→ **Assigned task**
Keep only the lines from the start of the data through the line containing "use async_trait::async_trait;", and output them exactly.

→ **Saved data entries**
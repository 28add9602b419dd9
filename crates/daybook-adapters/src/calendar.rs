//! Google Calendar adapter -- the day's events across several calendars.
//!
//! Reads events from the primary calendar plus any shared calendars through
//! the Calendar v3 REST API.  Credentials come from a Google `token.json`
//! that is refreshed (or created through the consent flow) on connect.

use std::path::PathBuf;

use async_trait::async_trait;
use chrono::{Duration, NaiveDate, NaiveDateTime, SecondsFormat, Utc};
use daybook_auth::{ConsentOptions, GoogleCredentials};
use serde::{Deserialize, Serialize};
use serde_json::{Value, json};
use tracing::{debug, info};

use crate::api::{ApiClient, ApiError};
use crate::error::{AdapterError, Result};
use crate::traits::{
    Adapter, AdapterType, AuthRequirement, HealthStatus, ResourceDefinition, ToolDefinition,
};

/// Default Calendar v3 API base URL.
pub const DEFAULT_API_BASE: &str = "https://www.googleapis.com/calendar/v3";

/// Read-only calendar scope.
pub const CALENDAR_SCOPE: &str = "https://www.googleapis.com/auth/calendar.readonly";

/// The shared family calendar queried alongside `primary`.
pub const SHARED_CALENDAR_ID: &str = "lb284rombp29sb39dhbcvcn82c@group.calendar.google.com";

/// Number of events returned by `calendar://events`.
const UPCOMING_EVENT_COUNT: u32 = 10;

/// Shown for events that have no title.
const UNTITLED_EVENT: &str = "(No title)";

/// Settings for [`GoogleCalendarAdapter`].
#[derive(Debug, Clone, Serialize, Deserialize)]
#[serde(default)]
pub struct CalendarConfig {
    /// Google OAuth client file.
    pub client_secrets: PathBuf,
    /// Persisted user token.
    pub token_file: PathBuf,
    /// Calendars queried by `get_my_day`, in output order.
    pub calendar_ids: Vec<String>,
    /// API base URL.
    pub api_base: String,
}

impl Default for CalendarConfig {
    fn default() -> Self {
        Self {
            client_secrets: PathBuf::from("credentials.json"),
            token_file: PathBuf::from("token.json"),
            calendar_ids: vec!["primary".to_string(), SHARED_CALENDAR_ID.to_string()],
            api_base: DEFAULT_API_BASE.to_string(),
        }
    }
}

/// Google Calendar adapter.
pub struct GoogleCalendarAdapter {
    /// Unique identifier for this adapter instance.
    id: String,
    /// Whether the adapter has been connected.
    connected: bool,
    /// Calendars queried by `get_my_day`.
    calendar_ids: Vec<String>,
    /// Self-refreshing Google credentials.
    credentials: GoogleCredentials,
    /// Calendar v3 API client.
    api: ApiClient,
}

impl GoogleCalendarAdapter {
    /// Create a calendar adapter from its settings.
    pub fn new(id: impl Into<String>, config: CalendarConfig) -> Self {
        let credentials = GoogleCredentials::new(
            config.token_file,
            config.client_secrets,
            vec![CALENDAR_SCOPE.to_string()],
        );
        Self {
            id: id.into(),
            connected: false,
            calendar_ids: config.calendar_ids,
            credentials,
            api: ApiClient::new(&config.api_base),
        }
    }

    /// Override how the interactive consent flow runs.
    pub fn with_consent_options(mut self, consent: ConsentOptions) -> Self {
        self.credentials = self.credentials.with_consent_options(consent);
        self
    }

    /// The credentials this adapter authenticates with.
    pub fn credentials(&self) -> &GoogleCredentials {
        &self.credentials
    }

    // -----------------------------------------------------------------------
    // API helpers
    // -----------------------------------------------------------------------

    /// List events of one calendar with the given query.
    async fn list_events(
        &self,
        calendar_id: &str,
        query: &[(&str, String)],
    ) -> std::result::Result<Vec<Value>, ApiError> {
        let url = self.api.endpoint(&["calendars", calendar_id, "events"])?;
        let body = self.api.get(url, query, &self.credentials).await?;
        Ok(items(body))
    }

    // -----------------------------------------------------------------------
    // Tool implementations
    // -----------------------------------------------------------------------

    /// Events for one day from every configured calendar.
    async fn tool_get_my_day(&self, params: Value) -> Result<Value> {
        let day = params
            .get("day")
            .and_then(|v| v.as_str())
            .ok_or_else(|| AdapterError::InvalidParams {
                tool_name: "get_my_day".into(),
                reason: "missing required string field `day`".into(),
            })?;
        let start = parse_day(day).ok_or_else(|| AdapterError::InvalidParams {
            tool_name: "get_my_day".into(),
            reason: format!("`{day}` is not a YYYY-MM-DD date"),
        })?;
        let end = start + Duration::days(1);

        let query = [
            ("timeMin", format_utc(start)),
            ("timeMax", format_utc(end)),
            ("singleEvents", "true".to_string()),
            ("orderBy", "startTime".to_string()),
        ];

        let mut events = Vec::new();
        for calendar_id in &self.calendar_ids {
            debug!(calendar = %calendar_id, day = %day, "fetching events");
            match self.list_events(calendar_id, &query).await {
                Ok(items) => events.extend(items),
                Err(e) => return Ok(Value::String(format!("Error fetching events: {e}"))),
            }
        }

        if events.is_empty() {
            return Ok(Value::String("No events found for today.".into()));
        }
        Ok(Value::String(format_events(&events)))
    }

    // -----------------------------------------------------------------------
    // Resource implementations
    // -----------------------------------------------------------------------

    async fn resource_calendars(&self) -> Result<Value> {
        let url = self
            .api
            .endpoint(&["users", "me", "calendarList"])
            .map_err(|e| self.fetch_failed("calendar://calendars", e))?;
        let body = self
            .api
            .get(url, &[], &self.credentials)
            .await
            .map_err(|e| self.fetch_failed("calendar://calendars", e))?;

        let calendars = items(body);
        if calendars.is_empty() {
            return Ok(Value::String("No calendars found.".into()));
        }

        let mut out = String::new();
        for calendar in &calendars {
            let summary = calendar.get("summary").and_then(Value::as_str).unwrap_or("");
            let id = calendar.get("id").and_then(Value::as_str).unwrap_or("");
            out.push_str(&format!("{summary}: {id}\n"));
        }
        Ok(Value::String(out))
    }

    async fn resource_upcoming_events(&self) -> Result<Value> {
        let now = Utc::now().to_rfc3339_opts(SecondsFormat::Micros, true);
        let query = [
            ("timeMin", now),
            ("maxResults", UPCOMING_EVENT_COUNT.to_string()),
            ("singleEvents", "true".to_string()),
            ("orderBy", "startTime".to_string()),
        ];
        let events = self
            .list_events("primary", &query)
            .await
            .map_err(|e| self.fetch_failed("calendar://events", e))?;

        if events.is_empty() {
            return Ok(Value::String("No upcoming events found.".into()));
        }
        Ok(Value::String(format_events(&events)))
    }

    fn fetch_failed(&self, uri: &str, e: ApiError) -> AdapterError {
        AdapterError::ExecutionFailed {
            tool_name: uri.to_string(),
            reason: e.to_string(),
        }
    }
}

// ---------------------------------------------------------------------------
// Formatting helpers
// ---------------------------------------------------------------------------

/// Parse `YYYY-MM-DD` (midnight) or a full ISO date-time.
fn parse_day(day: &str) -> Option<NaiveDateTime> {
    let day = day.trim();
    if let Ok(date) = NaiveDate::parse_from_str(day, "%Y-%m-%d") {
        return date.and_hms_opt(0, 0, 0);
    }
    day.parse::<NaiveDateTime>().ok()
}

fn format_utc(at: NaiveDateTime) -> String {
    at.format("%Y-%m-%dT%H:%M:%SZ").to_string()
}

/// Take the `items` array out of a list response.
fn items(body: Value) -> Vec<Value> {
    match body {
        Value::Object(mut map) => match map.remove("items") {
            Some(Value::Array(items)) => items,
            _ => Vec::new(),
        },
        _ => Vec::new(),
    }
}

/// One `"{start} {summary}"` line per event.  Timed events use
/// `start.dateTime`, all-day events `start.date`.
fn format_events(events: &[Value]) -> String {
    let mut out = String::new();
    for event in events {
        let start = event
            .pointer("/start/dateTime")
            .or_else(|| event.pointer("/start/date"))
            .and_then(Value::as_str)
            .unwrap_or("");
        let summary = event
            .get("summary")
            .and_then(Value::as_str)
            .unwrap_or(UNTITLED_EVENT);
        out.push_str(&format!("{start} {summary}\n"));
    }
    out
}

// ---------------------------------------------------------------------------
// Tool definitions
// ---------------------------------------------------------------------------

fn build_tool_definitions() -> Vec<ToolDefinition> {
    vec![ToolDefinition {
        name: "get_my_day".into(),
        description: "Get events for a specific day from primary and shared calendars.".into(),
        parameters: json!({
            "type": "object",
            "properties": {
                "day": {
                    "type": "string",
                    "description": "The day to get events for in YYYY-MM-DD format"
                }
            },
            "required": ["day"]
        }),
    }]
}

fn build_resource_definitions() -> Vec<ResourceDefinition> {
    vec![
        ResourceDefinition {
            uri: "calendar://calendars".into(),
            name: "get_calendars".into(),
            description: "Get list of calendars".into(),
            mime_type: "text/plain".into(),
        },
        ResourceDefinition {
            uri: "calendar://events".into(),
            name: "ten_events".into(),
            description: "Get next ten upcoming events from primary calendar".into(),
            mime_type: "text/plain".into(),
        },
    ]
}

// ---------------------------------------------------------------------------
// Adapter trait implementation
// ---------------------------------------------------------------------------

#[async_trait]
impl Adapter for GoogleCalendarAdapter {
    fn id(&self) -> &str {
        &self.id
    }

    fn server_name(&self) -> &str {
        "google-calendar"
    }

    fn adapter_type(&self) -> AdapterType {
        AdapterType::Productivity
    }

    async fn connect(&mut self) -> Result<()> {
        let status = self
            .credentials
            .ensure_valid()
            .await
            .map_err(|source| AdapterError::AuthFailed {
                adapter_id: self.id.clone(),
                source,
            })?;
        info!(
            id = %self.id,
            credentials = %status,
            calendars = self.calendar_ids.len(),
            "calendar adapter connected"
        );
        self.connected = true;
        Ok(())
    }

    async fn disconnect(&mut self) -> Result<()> {
        info!(id = %self.id, "calendar adapter disconnected");
        self.connected = false;
        Ok(())
    }

    async fn health_check(&self) -> Result<HealthStatus> {
        if !self.connected {
            return Ok(HealthStatus::Unhealthy);
        }
        Ok(HealthStatus::Healthy)
    }

    fn tools(&self) -> Vec<ToolDefinition> {
        build_tool_definitions()
    }

    async fn execute_tool(&self, name: &str, params: Value) -> Result<Value> {
        if !self.connected {
            return Err(AdapterError::ExecutionFailed {
                tool_name: name.to_string(),
                reason: format!("adapter `{}` is not connected", self.id),
            });
        }

        match name {
            "get_my_day" => self.tool_get_my_day(params).await,
            _ => Err(AdapterError::ToolNotFound {
                adapter_id: self.id.clone(),
                tool_name: name.to_string(),
            }),
        }
    }

    fn resources(&self) -> Vec<ResourceDefinition> {
        build_resource_definitions()
    }

    async fn read_resource(&self, uri: &str) -> Result<Value> {
        if !self.connected {
            return Err(AdapterError::ExecutionFailed {
                tool_name: uri.to_string(),
                reason: format!("adapter `{}` is not connected", self.id),
            });
        }

        match uri {
            "calendar://calendars" => self.resource_calendars().await,
            "calendar://events" => self.resource_upcoming_events().await,
            _ => Err(AdapterError::ResourceNotFound {
                adapter_id: self.id.clone(),
                uri: uri.to_string(),
            }),
        }
    }

    fn required_auth(&self) -> Option<AuthRequirement> {
        Some(AuthRequirement {
            provider: "google".into(),
            scopes: vec![CALENDAR_SCOPE.into()],
        })
    }
}

// ---------------------------------------------------------------------------
// Tests
// ---------------------------------------------------------------------------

→ **Answer space**
repository 28add9602b419dd9
filename crates/daybook-adapters/src/calendar.rs
//! Google Calendar adapter -- the day's events across several calendars.
//!
//! Reads events from the primary calendar plus any shared calendars through
//! the Calendar v3 REST API.  Credentials come from a Google `token.json`
//! that is refreshed (or created through the consent flow) on connect.

use std::path::PathBuf;

use async_trait::async_trait;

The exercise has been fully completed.